Sur les difficultés que pose la scientificité d'une discipline : Freud, Métapsychologie

« On nous conteste de tous côtés le droit d’admettre un psychique inconscient et de travailler avec cette hypothèse. Nous pouvons répondre à cela que l’hypothèse de l’inconscient est nécessaire et légitime, et que nous possédons de multiples preuves de l’existence de l’inconscient.
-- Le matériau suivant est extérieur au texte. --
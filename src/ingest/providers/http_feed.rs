// src/ingest/providers/http_feed.rs
use std::time::Duration;

use async_trait::async_trait;
use reqwest::header::{HeaderMap, HeaderValue, ACCEPT, ACCEPT_LANGUAGE};
use reqwest::Client;

use crate::config::HttpConfig;
use crate::error::{IngestError, Result};
use crate::ingest::types::FeedFetcher;

const ACCEPT_FEEDS: &str = "text/html,application/xhtml+xml,application/xml;q=0.9,image/webp,*/*;q=0.8";

/// Plain HTTP GET with a browser-like identity; some origins reject
/// unidentified clients.
pub struct HttpFeedFetcher {
    client: Client,
}

impl HttpFeedFetcher {
    pub fn new(cfg: &HttpConfig) -> Result<Self> {
        let mut headers = HeaderMap::new();
        headers.insert(ACCEPT, HeaderValue::from_static(ACCEPT_FEEDS));
        if let Ok(v) = HeaderValue::from_str(&cfg.accept_language) {
            headers.insert(ACCEPT_LANGUAGE, v);
        }
        let client = Client::builder()
            .user_agent(cfg.user_agent.clone())
            .default_headers(headers)
            .connect_timeout(Duration::from_secs(cfg.fetch_timeout_secs.min(10)))
            .timeout(Duration::from_secs(cfg.fetch_timeout_secs))
            .build()
            .map_err(|e| IngestError::Config(format!("feed http client: {e}")))?;
        Ok(Self { client })
    }
}

#[async_trait]
impl FeedFetcher for HttpFeedFetcher {
    async fn fetch(&self, url: &str) -> Result<String> {
        let resp = self.client.get(url).send().await?.error_for_status()?;
        Ok(resp.text().await?)
    }
}
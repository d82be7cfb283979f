// tests/common/mod.rs
//
// In-process fakes for the pipeline's external seams. No sockets.
#![allow(dead_code)]

use std::collections::HashMap;
use std::sync::Arc;
use std::time::Duration;

use async_trait::async_trait;
use chrono::{DateTime, Utc};
use parking_lot::Mutex;

use news_ingest::config::PipelineConfig;
use news_ingest::error::{IngestError, Result};
use news_ingest::ingest::types::{
    ContentExtractor, Embedder, ExtractedContent, FeedFetcher, NewsRecord, Source, SourceKind,
};
use news_ingest::store::{InMemoryStore, NewsStore, SimilarNews};
use news_ingest::Pipeline;

pub const TECH_RSS: &str = include_str!("../fixtures/tech_rss.xml");
pub const WORLD_ATOM: &str = include_str!("../fixtures/world_atom.xml");

/// Body per URL; unknown URLs fail like an unreachable host.
#[derive(Default)]
pub struct ScriptedFetcher {
    bodies: Mutex<HashMap<String, std::result::Result<String, String>>>,
    pub calls: Mutex<Vec<String>>,
}

impl ScriptedFetcher {
    pub fn new() -> Self {
        Self::default()
    }

    pub fn with_body(self, url: &str, body: impl Into<String>) -> Self {
        self.bodies.lock().insert(url.to_string(), Ok(body.into()));
        self
    }

    pub fn with_failure(self, url: &str, msg: &str) -> Self {
        self.bodies.lock().insert(url.to_string(), Err(msg.to_string()));
        self
    }
}

#[async_trait]
impl FeedFetcher for ScriptedFetcher {
    async fn fetch(&self, url: &str) -> Result<String> {
        self.calls.lock().push(url.to_string());
        match self.bodies.lock().get(url) {
            Some(Ok(body)) => Ok(body.clone()),
            Some(Err(msg)) => Err(IngestError::Network(msg.clone())),
            None => Err(IngestError::Network(format!("no route to {url}"))),
        }
    }
}

/// Extractor returning canned text per URL. Unknown URLs fail.
pub struct CannedExtractor {
    pages: HashMap<String, String>,
    enabled: bool,
    pub calls: Mutex<Vec<String>>,
}

impl CannedExtractor {
    pub fn new() -> Self {
        Self {
            pages: HashMap::new(),
            enabled: true,
            calls: Mutex::new(Vec::new()),
        }
    }

    pub fn disabled() -> Self {
        Self {
            enabled: false,
            ..Self::new()
        }
    }

    pub fn with_page(mut self, url: &str, text: impl Into<String>) -> Self {
        self.pages.insert(url.to_string(), text.into());
        self
    }

    pub fn call_count(&self) -> usize {
        self.calls.lock().len()
    }
}

#[async_trait]
impl ContentExtractor for CannedExtractor {
    async fn extract(&self, url: &str) -> Result<ExtractedContent> {
        self.calls.lock().push(url.to_string());
        match self.pages.get(url) {
            Some(text) => Ok(ExtractedContent {
                content: text.clone(),
                title: None,
            }),
            None => Err(IngestError::Provider(format!("cannot scrape {url}"))),
        }
    }

    fn name(&self) -> &'static str {
        "canned"
    }

    fn is_enabled(&self) -> bool {
        self.enabled
    }
}

const DIM: usize = 64;

/// Deterministic embedder keyed on the first line of the input (the title).
///
/// Titles with an explicit vector get it; any other title gets its own
/// one-hot axis, so unrelated titles are orthogonal (similarity 0.0).
#[derive(Default)]
pub struct TableEmbedder {
    fixed: Mutex<HashMap<String, Vec<f32>>>,
    axes: Mutex<HashMap<String, usize>>,
    failing: Mutex<Vec<String>>,
    pub calls: Mutex<usize>,
}

impl TableEmbedder {
    pub fn new() -> Self {
        Self::default()
    }

    pub fn with_vector(self, title: &str, v: Vec<f32>) -> Self {
        self.fixed.lock().insert(title.to_string(), v);
        self
    }

    pub fn failing_for(self, title: &str) -> Self {
        self.failing.lock().push(title.to_string());
        self
    }
}

#[async_trait]
impl Embedder for TableEmbedder {
    async fn embed(&self, text: &str) -> Result<Vec<f32>> {
        *self.calls.lock() += 1;
        let title = text.lines().next().unwrap_or_default().to_string();
        if self.failing.lock().contains(&title) {
            return Err(IngestError::Provider("embedding quota exceeded".into()));
        }
        if let Some(v) = self.fixed.lock().get(&title) {
            return Ok(v.clone());
        }
        let mut axes = self.axes.lock();
        let next = axes.len();
        let axis = *axes.entry(title).or_insert(next);
        let mut v = vec![0.0f32; DIM];
        v[axis % DIM] = 1.0;
        Ok(v)
    }

    fn name(&self) -> &'static str {
        "table"
    }
}

/// Wraps the in-memory store and injects failures on demand.
///
/// `fail_lookups` / `fail_matches` fail that many upcoming calls, then pass.
pub struct FlakyStore {
    pub inner: InMemoryStore,
    pub fail_sources: Mutex<bool>,
    pub fail_lookups: Mutex<usize>,
    pub fail_matches: Mutex<usize>,
    pub fail_insert_titles: Mutex<Vec<String>>,
    pub fail_touch: Mutex<bool>,
    pub insert_delay: Mutex<Option<Duration>>,
}

fn take_one(budget: &Mutex<usize>) -> bool {
    let mut left = budget.lock();
    if *left == 0 {
        return false;
    }
    *left -= 1;
    true
}

impl FlakyStore {
    pub fn new(inner: InMemoryStore) -> Self {
        Self {
            inner,
            fail_sources: Mutex::new(false),
            fail_lookups: Mutex::new(0),
            fail_matches: Mutex::new(0),
            fail_insert_titles: Mutex::new(Vec::new()),
            fail_touch: Mutex::new(false),
            insert_delay: Mutex::new(None),
        }
    }
}

#[async_trait]
impl NewsStore for FlakyStore {
    async fn active_sources(&self) -> Result<Vec<Source>> {
        if *self.fail_sources.lock() {
            return Err(IngestError::Storage("sources table unreachable".into()));
        }
        self.inner.active_sources().await
    }

    async fn find_by_fingerprint(&self, fingerprint: &str) -> Result<Option<String>> {
        if take_one(&self.fail_lookups) {
            return Err(IngestError::Storage("lookup timed out".into()));
        }
        self.inner.find_by_fingerprint(fingerprint).await
    }

    async fn match_similar(
        &self,
        embedding: &[f32],
        threshold: f64,
        count: usize,
    ) -> Result<Vec<SimilarNews>> {
        if take_one(&self.fail_matches) {
            return Err(IngestError::Storage("match_news rpc failed".into()));
        }
        self.inner.match_similar(embedding, threshold, count).await
    }

    async fn insert(&self, record: &NewsRecord) -> Result<String> {
        if self.fail_insert_titles.lock().contains(&record.title) {
            return Err(IngestError::Storage("connection reset".into()));
        }
        let delay = *self.insert_delay.lock();
        if let Some(d) = delay {
            tokio::time::sleep(d).await;
        }
        self.inner.insert(record).await
    }

    async fn touch_source(&self, source_id: &str, at: DateTime<Utc>) -> Result<()> {
        if *self.fail_touch.lock() {
            return Err(IngestError::Storage("read-only replica".into()));
        }
        self.inner.touch_source(source_id, at).await
    }
}

pub fn rss_source(id: &str, name: &str, url: &str) -> Source {
    Source::new(id, name, url).with_kind(SourceKind::Rss)
}

/// Test config: enrichment off unless a test turns it on.
pub fn test_config() -> PipelineConfig {
    PipelineConfig {
        enable_enrichment: false,
        ..PipelineConfig::default()
    }
}

pub fn pipeline(
    store: Arc<dyn NewsStore>,
    fetcher: Arc<ScriptedFetcher>,
    extractor: Arc<CannedExtractor>,
    embedder: Arc<TableEmbedder>,
    cfg: PipelineConfig,
) -> Pipeline {
    Pipeline::new(store, fetcher, extractor, embedder, cfg)
}

/// Minimal RSS document from `(title, link, description)` triples.
pub fn rss_doc(items: &[(&str, &str, &str)]) -> String {
    let body: String = items
        .iter()
        .map(|(t, l, d)| {
            format!(
                "<item><title>{t}</title><link>{l}</link><description>{d}</description>\
                 <pubDate>Tue, 14 Oct 2025 08:30:00 GMT</pubDate></item>"
            )
        })
        .collect();
    format!(
        r#"<?xml version="1.0"?><rss version="2.0"><channel><title>T</title>{body}</channel></rss>"#
    )
}
// src/store/mod.rs
//! Persistence seam. The pipeline only talks to `NewsStore`; backends are
//! picked at startup.

pub mod memory;
pub mod supabase;

use std::path::Path;
use std::sync::Arc;

use anyhow::anyhow;
use async_trait::async_trait;
use chrono::{DateTime, Utc};
use serde::{Deserialize, Deserializer, Serialize};
use tracing::info;

use crate::config::{HttpConfig, StoreConfig};
use crate::error::Result;
use crate::ingest::config::{load_sources_from, load_sources_default};
use crate::ingest::types::{NewsRecord, Source};

pub use memory::InMemoryStore;
pub use supabase::SupabaseStore;

/// Nearest stored neighbour returned by a similarity query.
#[derive(Debug, Clone, PartialEq, Serialize, Deserialize)]
pub struct SimilarNews {
    #[serde(deserialize_with = "id_as_string")]
    pub id: String,
    #[serde(default)]
    pub title: String,
    pub similarity: f64,
}

#[async_trait]
pub trait NewsStore: Send + Sync {
    /// All sources flagged active.
    async fn active_sources(&self) -> Result<Vec<Source>>;

    /// Id of the record carrying this fingerprint, if any.
    async fn find_by_fingerprint(&self, fingerprint: &str) -> Result<Option<String>>;

    /// Stored records with cosine similarity >= `threshold`, most similar first.
    async fn match_similar(
        &self,
        embedding: &[f32],
        threshold: f64,
        count: usize,
    ) -> Result<Vec<SimilarNews>>;

    /// Persist a record and return its id.
    async fn insert(&self, record: &NewsRecord) -> Result<String>;

    async fn touch_source(&self, source_id: &str, at: DateTime<Utc>) -> Result<()>;
}

/// Pick the backend named in config. The hosted backend needs both a URL
/// and a service key; the memory backend seeds itself from the curated list.
pub fn build_store(cfg: &StoreConfig, http: &HttpConfig) -> anyhow::Result<Arc<dyn NewsStore>> {
    match cfg.backend.as_str() {
        "supabase" => {
            let url = cfg
                .url
                .as_deref()
                .filter(|u| !u.trim().is_empty())
                .ok_or_else(|| anyhow!("store.url (or SUPABASE_URL) is required"))?;
            let key = cfg
                .resolved_key
                .as_deref()
                .ok_or_else(|| anyhow!("SUPABASE_SERVICE_ROLE_KEY is not set"))?;
            let store = SupabaseStore::new(url, key, http.fetch_timeout_secs)?;
            info!(backend = "supabase", "store ready");
            Ok(Arc::new(store))
        }
        "memory" => {
            let sources = match cfg.sources_path.as_deref() {
                Some(p) => load_sources_from(Path::new(p))?,
                None => load_sources_default()?,
            };
            info!(backend = "memory", sources = sources.len(), "store ready");
            Ok(Arc::new(InMemoryStore::with_sources(sources)))
        }
        other => Err(anyhow!("unsupported store backend: {other}")),
    }
}

/// Row ids arrive as numbers or uuids depending on the table.
pub(crate) fn id_as_string<'de, D>(d: D) -> std::result::Result<String, D::Error>
where
    D: Deserializer<'de>,
{
    let v = serde_json::Value::deserialize(d)?;
    Ok(match v {
        serde_json::Value::String(s) => s,
        other => other.to_string(),
    })
}
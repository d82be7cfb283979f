// src/ingest/parser.rs
//! Tolerant feed extraction.
//!
//! Feeds in the wild are rarely well-formed XML, so items are located with
//! case-insensitive block patterns and every field is pulled out by an ordered
//! list of strategies. Each strategy returns `Option<String>`; the first hit
//! wins and a miss on one field never affects the others.

use chrono::{DateTime, NaiveDate, NaiveDateTime, Utc};
use metrics::histogram;
use once_cell::sync::Lazy;
use quick_xml::events::Event;
use quick_xml::Reader;
use regex::Regex;
use time::format_description::well_known::{Rfc2822, Rfc3339};
use time::OffsetDateTime;

use crate::error::{IngestError, Result};
use crate::ingest::types::FeedItem;

/// One way of pulling a raw field value out of an item block.
type Strategy = fn(&str) -> Option<String>;

fn re(pattern: &str) -> Regex {
    Regex::new(pattern).expect("static feed pattern")
}

static RE_RSS_ITEM: Lazy<Regex> = Lazy::new(|| re(r"(?is)<item\b[^>]*>(.*?)</item>"));
static RE_ATOM_ENTRY: Lazy<Regex> = Lazy::new(|| re(r"(?is)<entry\b[^>]*>(.*?)</entry>"));

static RE_TITLE: Lazy<Regex> = Lazy::new(|| re(r"(?is)<title\b[^>]*>(.*?)</title>"));
static RE_LINK_TEXT: Lazy<Regex> = Lazy::new(|| re(r"(?is)<link(?:\s[^>]*)?>(.*?)</link>"));
static RE_LINK_TAG: Lazy<Regex> = Lazy::new(|| re(r"(?is)<link\b[^>]*>"));
static RE_GUID: Lazy<Regex> = Lazy::new(|| re(r"(?is)<guid\b[^>]*>(.*?)</guid>"));
static RE_DESCRIPTION: Lazy<Regex> =
    Lazy::new(|| re(r"(?is)<description\b[^>]*>(.*?)</description>"));
static RE_CONTENT_ENCODED: Lazy<Regex> =
    Lazy::new(|| re(r"(?is)<content:encoded\b[^>]*>(.*?)</content:encoded>"));
static RE_SUMMARY: Lazy<Regex> = Lazy::new(|| re(r"(?is)<summary\b[^>]*>(.*?)</summary>"));
static RE_ATOM_CONTENT: Lazy<Regex> =
    Lazy::new(|| re(r"(?is)<content(?:\s[^>]*)?>(.*?)</content>"));
static RE_PUB_DATE: Lazy<Regex> = Lazy::new(|| re(r"(?is)<pubDate\b[^>]*>(.*?)</pubDate>"));
static RE_DC_DATE: Lazy<Regex> = Lazy::new(|| re(r"(?is)<dc:date\b[^>]*>(.*?)</dc:date>"));
static RE_PUBLISHED: Lazy<Regex> =
    Lazy::new(|| re(r"(?is)<published\b[^>]*>(.*?)</published>"));
static RE_UPDATED: Lazy<Regex> = Lazy::new(|| re(r"(?is)<updated\b[^>]*>(.*?)</updated>"));

static RE_ENCLOSURE: Lazy<Regex> = Lazy::new(|| re(r"(?is)<enclosure\b[^>]*>"));
static RE_MEDIA_CONTENT: Lazy<Regex> = Lazy::new(|| re(r"(?is)<media:content\b[^>]*>"));
static RE_MEDIA_THUMBNAIL: Lazy<Regex> = Lazy::new(|| re(r"(?is)<media:thumbnail\b[^>]*>"));
static RE_IMG_SRC: Lazy<Regex> =
    Lazy::new(|| re(r#"(?is)<img\b[^>]*?\ssrc\s*=\s*["']([^"'>]+)["']"#));
static RE_SRC_ATTR: Lazy<Regex> = Lazy::new(|| re(r#"(?i)\bsrc\s*=\s*["']([^"']+)["']"#));
static RE_BARE_IMAGE: Lazy<Regex> =
    Lazy::new(|| re(r#"(?i)https?://[^\s"'<>]+\.(?:jpe?g|png|webp|gif)"#));

static RE_TAGS: Lazy<Regex> = Lazy::new(|| re(r"(?is)</?[^>]+>"));
static RE_WS: Lazy<Regex> = Lazy::new(|| re(r"\s+"));

const RSS_TITLE: &[Strategy] = &[title_text];
const RSS_LINK: &[Strategy] = &[link_text, link_href, guid_permalink];
const RSS_DESCRIPTION: &[Strategy] = &[description_text, content_encoded_text];
const RSS_DATE: &[Strategy] = &[pub_date_text, dc_date_text];

const ATOM_TITLE: &[Strategy] = &[title_text];
const ATOM_LINK: &[Strategy] = &[link_href, link_text];
const ATOM_DESCRIPTION: &[Strategy] = &[summary_text, atom_content_text];
const ATOM_DATE: &[Strategy] = &[published_text, updated_text];

/// Structured fields first, brute-force URL scan last.
const IMAGE_CHAIN: &[Strategy] = &[
    enclosure_url,
    media_content_url,
    inline_img_src,
    escaped_description_img,
    bare_image_url,
];

#[derive(Debug, Clone, Copy, PartialEq, Eq)]
enum BlockFormat {
    Rss,
    Atom,
}

impl BlockFormat {
    fn title(self) -> &'static [Strategy] {
        match self {
            BlockFormat::Rss => RSS_TITLE,
            BlockFormat::Atom => ATOM_TITLE,
        }
    }
    fn link(self) -> &'static [Strategy] {
        match self {
            BlockFormat::Rss => RSS_LINK,
            BlockFormat::Atom => ATOM_LINK,
        }
    }
    fn description(self) -> &'static [Strategy] {
        match self {
            BlockFormat::Rss => RSS_DESCRIPTION,
            BlockFormat::Atom => ATOM_DESCRIPTION,
        }
    }
    fn date(self) -> &'static [Strategy] {
        match self {
            BlockFormat::Rss => RSS_DATE,
            BlockFormat::Atom => ATOM_DATE,
        }
    }
}

/// Parse a fetched document into feed items.
///
/// RSS `<item>` blocks are tried first; Atom `<entry>` blocks only when no RSS
/// item survived. Items without a title or link are dropped. A document with
/// neither kind of block is a [`IngestError::Parse`].
pub fn parse_feed(xml: &str, max_description_len: usize) -> Result<Vec<FeedItem>> {
    let t0 = std::time::Instant::now();

    let rss_blocks: Vec<&str> = blocks(&RE_RSS_ITEM, xml);
    let mut items = parse_blocks(&rss_blocks, BlockFormat::Rss, max_description_len);

    let mut saw_blocks = !rss_blocks.is_empty();
    if items.is_empty() {
        let atom_blocks = blocks(&RE_ATOM_ENTRY, xml);
        saw_blocks |= !atom_blocks.is_empty();
        items = parse_blocks(&atom_blocks, BlockFormat::Atom, max_description_len);
    }

    let ms = t0.elapsed().as_secs_f64() * 1_000.0;
    histogram!("ingest_parse_ms").record(ms);

    if !saw_blocks {
        return Err(IngestError::Parse(
            "no <item> or <entry> blocks found".to_string(),
        ));
    }
    Ok(items)
}

fn blocks<'a>(re: &Regex, xml: &'a str) -> Vec<&'a str> {
    re.captures_iter(xml)
        .filter_map(|c| c.get(1).map(|m| m.as_str()))
        .collect()
}

fn parse_blocks(
    blocks: &[&str],
    format: BlockFormat,
    max_description_len: usize,
) -> Vec<FeedItem> {
    blocks
        .iter()
        .filter_map(|b| parse_block(b, format, max_description_len))
        .collect()
}

fn parse_block(
    block: &str,
    format: BlockFormat,
    max_description_len: usize,
) -> Option<FeedItem> {
    let title = first_match(block, format.title())
        .map(|t| clean_text(&t, usize::MAX))
        .unwrap_or_default();
    let link = first_match(block, format.link())
        .map(|l| decode_entities(&l))
        .unwrap_or_default();
    if title.is_empty() || link.is_empty() {
        return None;
    }

    let description = first_match(block, format.description())
        .map(|d| clean_text(&d, max_description_len))
        .unwrap_or_default();
    let published_raw = first_match(block, format.date());
    let published_at = published_raw.as_deref().and_then(parse_date);
    let image = first_match(block, IMAGE_CHAIN);

    Some(FeedItem {
        title,
        link,
        description,
        published_raw,
        published_at,
        image,
    })
}

fn first_match(block: &str, strategies: &[Strategy]) -> Option<String> {
    strategies.iter().find_map(|s| s(block))
}

// --- field strategies ---

fn inner_text(block: &str, re: &Regex) -> Option<String> {
    let raw = re.captures(block)?.get(1)?.as_str();
    non_empty(strip_cdata(raw).trim())
}

fn title_text(block: &str) -> Option<String> {
    inner_text(block, &RE_TITLE)
}

fn link_text(block: &str) -> Option<String> {
    // A match spanning other markup means the tag was self-closing.
    inner_text(block, &RE_LINK_TEXT).filter(|l| !l.contains('<'))
}

fn link_href(block: &str) -> Option<String> {
    let mut fallback = None;
    for tag in RE_LINK_TAG.find_iter(block) {
        let Some(href) = tag_attribute(tag.as_str(), "href") else {
            continue;
        };
        match tag_attribute(tag.as_str(), "rel").as_deref() {
            None | Some("alternate") => return Some(href),
            _ => {
                fallback.get_or_insert(href);
            }
        }
    }
    fallback
}

fn guid_permalink(block: &str) -> Option<String> {
    inner_text(block, &RE_GUID).filter(|g| g.starts_with("http://") || g.starts_with("https://"))
}

fn description_text(block: &str) -> Option<String> {
    inner_text(block, &RE_DESCRIPTION)
}

fn content_encoded_text(block: &str) -> Option<String> {
    inner_text(block, &RE_CONTENT_ENCODED)
}

fn summary_text(block: &str) -> Option<String> {
    inner_text(block, &RE_SUMMARY)
}

fn atom_content_text(block: &str) -> Option<String> {
    inner_text(block, &RE_ATOM_CONTENT)
}

fn pub_date_text(block: &str) -> Option<String> {
    inner_text(block, &RE_PUB_DATE)
}

fn dc_date_text(block: &str) -> Option<String> {
    inner_text(block, &RE_DC_DATE)
}

fn published_text(block: &str) -> Option<String> {
    inner_text(block, &RE_PUBLISHED)
}

fn updated_text(block: &str) -> Option<String> {
    inner_text(block, &RE_UPDATED)
}

// --- image strategies ---

fn enclosure_url(block: &str) -> Option<String> {
    RE_ENCLOSURE.find_iter(block).find_map(|tag| {
        let tag = tag.as_str();
        let is_image = tag_attribute(tag, "type")
            .map(|t| t.to_ascii_lowercase().starts_with("image/"))
            .unwrap_or(true);
        if is_image {
            tag_attribute(tag, "url")
        } else {
            None
        }
    })
}

fn media_content_url(block: &str) -> Option<String> {
    RE_MEDIA_CONTENT
        .find_iter(block)
        .chain(RE_MEDIA_THUMBNAIL.find_iter(block))
        .find_map(|tag| tag_attribute(tag.as_str(), "url"))
}

fn inline_img_src(block: &str) -> Option<String> {
    let src = RE_IMG_SRC.captures(block)?.get(1)?.as_str();
    non_empty(decode_entities(src).trim())
}

fn escaped_description_img(block: &str) -> Option<String> {
    let raw = RE_DESCRIPTION.captures(block)?.get(1)?.as_str();
    let decoded = decode_entities(strip_cdata(raw).as_str());
    let src = RE_SRC_ATTR.captures(&decoded)?.get(1)?.as_str();
    non_empty(src.trim())
}

fn bare_image_url(block: &str) -> Option<String> {
    let found = RE_BARE_IMAGE.find(block)?.as_str();
    non_empty(&decode_entities(found))
}

/// Read one attribute off a single start or empty tag.
fn tag_attribute(tag: &str, name: &str) -> Option<String> {
    let mut reader = Reader::from_str(tag);
    match reader.read_event() {
        Ok(Event::Start(e)) | Ok(Event::Empty(e)) => {
            let attr = e.try_get_attribute(name).ok()??;
            let value = match attr.unescape_value() {
                Ok(v) => v.into_owned(),
                Err(_) => String::from_utf8_lossy(&attr.value).into_owned(),
            };
            non_empty(value.trim())
        }
        _ => None,
    }
}

// --- dates ---

/// Best-effort publish date parsing. `None` means the caller substitutes the
/// ingestion instant.
pub fn parse_date(raw: &str) -> Option<DateTime<Utc>> {
    let s = raw.trim();
    if s.is_empty() {
        return None;
    }
    if let Some(dt) = OffsetDateTime::parse(s, &Rfc2822)
        .or_else(|_| OffsetDateTime::parse(s, &Rfc3339))
        .ok()
    {
        return DateTime::from_timestamp(dt.unix_timestamp(), dt.nanosecond());
    }
    if let Ok(dt) = DateTime::parse_from_rfc2822(s) {
        return Some(dt.with_timezone(&Utc));
    }
    for fmt in ["%Y-%m-%d %H:%M:%S", "%Y-%m-%dT%H:%M:%S", "%d/%m/%Y %H:%M:%S"] {
        if let Ok(naive) = NaiveDateTime::parse_from_str(s, fmt) {
            return Some(naive.and_utc());
        }
    }
    NaiveDate::parse_from_str(s, "%Y-%m-%d")
        .ok()
        .and_then(|d| d.and_hms_opt(0, 0, 0))
        .map(|n| n.and_utc())
}

// --- text helpers ---

fn strip_cdata(s: &str) -> String {
    s.replace("<![CDATA[", "").replace("]]>", "")
}

fn decode_entities(s: &str) -> String {
    html_escape::decode_html_entities(s).trim().to_string()
}

fn non_empty(s: &str) -> Option<String> {
    if s.is_empty() {
        None
    } else {
        Some(s.to_string())
    }
}

/// Decode entities, strip markup, collapse whitespace and cap at `max_chars`.
pub fn clean_text(s: &str, max_chars: usize) -> String {
    let decoded = html_escape::decode_html_entities(&strip_cdata(s)).to_string();
    let stripped = RE_TAGS.replace_all(&decoded, " ");
    let collapsed = RE_WS.replace_all(&stripped, " ");
    truncate_chars(collapsed.trim(), max_chars)
}

/// Char-boundary safe truncation.
pub fn truncate_chars(s: &str, max_chars: usize) -> String {
    match s.char_indices().nth(max_chars) {
        Some((idx, _)) => s[..idx].to_string(),
        None => s.to_string(),
    }
}
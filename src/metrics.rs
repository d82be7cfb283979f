use anyhow::Context;
use axum::{routing::get, Router};
use metrics::gauge;
use metrics_exporter_prometheus::{PrometheusBuilder, PrometheusHandle};

use crate::ingest::ensure_metrics_described;

pub struct Metrics {
    pub handle: PrometheusHandle,
}

impl Metrics {
    /// Install the process-wide Prometheus recorder. Call once.
    pub fn init() -> anyhow::Result<Self> {
        // Default buckets; the parse histogram is in milliseconds.
        let handle = PrometheusBuilder::new()
            .install_recorder()
            .context("prometheus: install recorder")?;

        ensure_metrics_described();
        // Series exists before the first run.
        gauge!("ingest_pipeline_last_run_ts").set(0.0);

        Ok(Self { handle })
    }

    /// Returns a router exposing `/metrics` with the Prometheus exposition format.
    pub fn router(&self) -> Router {
        let handle = self.handle.clone();
        Router::new().route(
            "/metrics",
            get(move || {
                let h = handle.clone();
                async move { h.render() }
            }),
        )
    }
}
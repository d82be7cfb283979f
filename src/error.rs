//! Error taxonomy for the ingestion pipeline.
//!
//! Only [`IngestError::Config`] ever escapes a pipeline run; every other
//! variant is caught at the layer that produced it and turned into a fallback
//! or a per-item outcome.

use thiserror::Error;

#[derive(Error, Debug)]
pub enum IngestError {
    /// Feed fetch, enrichment or embedding call failed or timed out.
    #[error("network error: {0}")]
    Network(String),

    /// Malformed or unexpected feed structure.
    #[error("parse error: {0}")]
    Parse(String),

    /// External service answered, but not with anything usable.
    #[error("provider error: {0}")]
    Provider(String),

    /// Store lookup, similarity query or insert failed.
    #[error("storage error: {0}")]
    Storage(String),

    /// Active sources could not be loaded; aborts the run.
    #[error("configuration error: {0}")]
    Config(String),
}

impl From<reqwest::Error> for IngestError {
    fn from(e: reqwest::Error) -> Self {
        IngestError::Network(e.to_string())
    }
}

pub type Result<T> = std::result::Result<T, IngestError>;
Elle est nécessaire, parce que les données de la conscience sont extrêmement lacunaires ; aussi bien chez l’homme sain que chez le malade, il se produit fréquemment des actes psychiques qui, pour être expliqués, présupposent d’autres actes qui, eux, ne bénéficient pas du témoignage de la conscience […] Tous ces actes conscient demeurent incohérents et incompréhensible si nous nous obstinons à prétendre qu’il faut bien percevoir par la conscience tout ce qui se passe en nous en fait d’actes psychiques ; mais ils s’ordonnent dans un ensemble dont on peut montrer la cohérence, si nous interpolons les actes inconscients inférés. Or, nous trouvons dans ce gain de sens et de cohérence une raison, pleinement justifiée, d’aller au-delà de l’expérience immédiate. Et s’il s’avère de plus que si nous pouvons fonder sur l’hypothèse de l’inconscient une pratique couronnée de succès, par laquelle nous influençons, conformément à un but donné, le cours des processus conscients, nous aurons acquis, avec ce succès, une preuve incontestable de l’existence de ce dont nous avons fait l’hypothèse. L’on doit donc se ranger à l’avis que ce n’est qu’au prix d’une prétention insoutenable que l’on peut exiger que tout ce qui se produit dans le domaine psychique doive aussi être connu de la conscience ».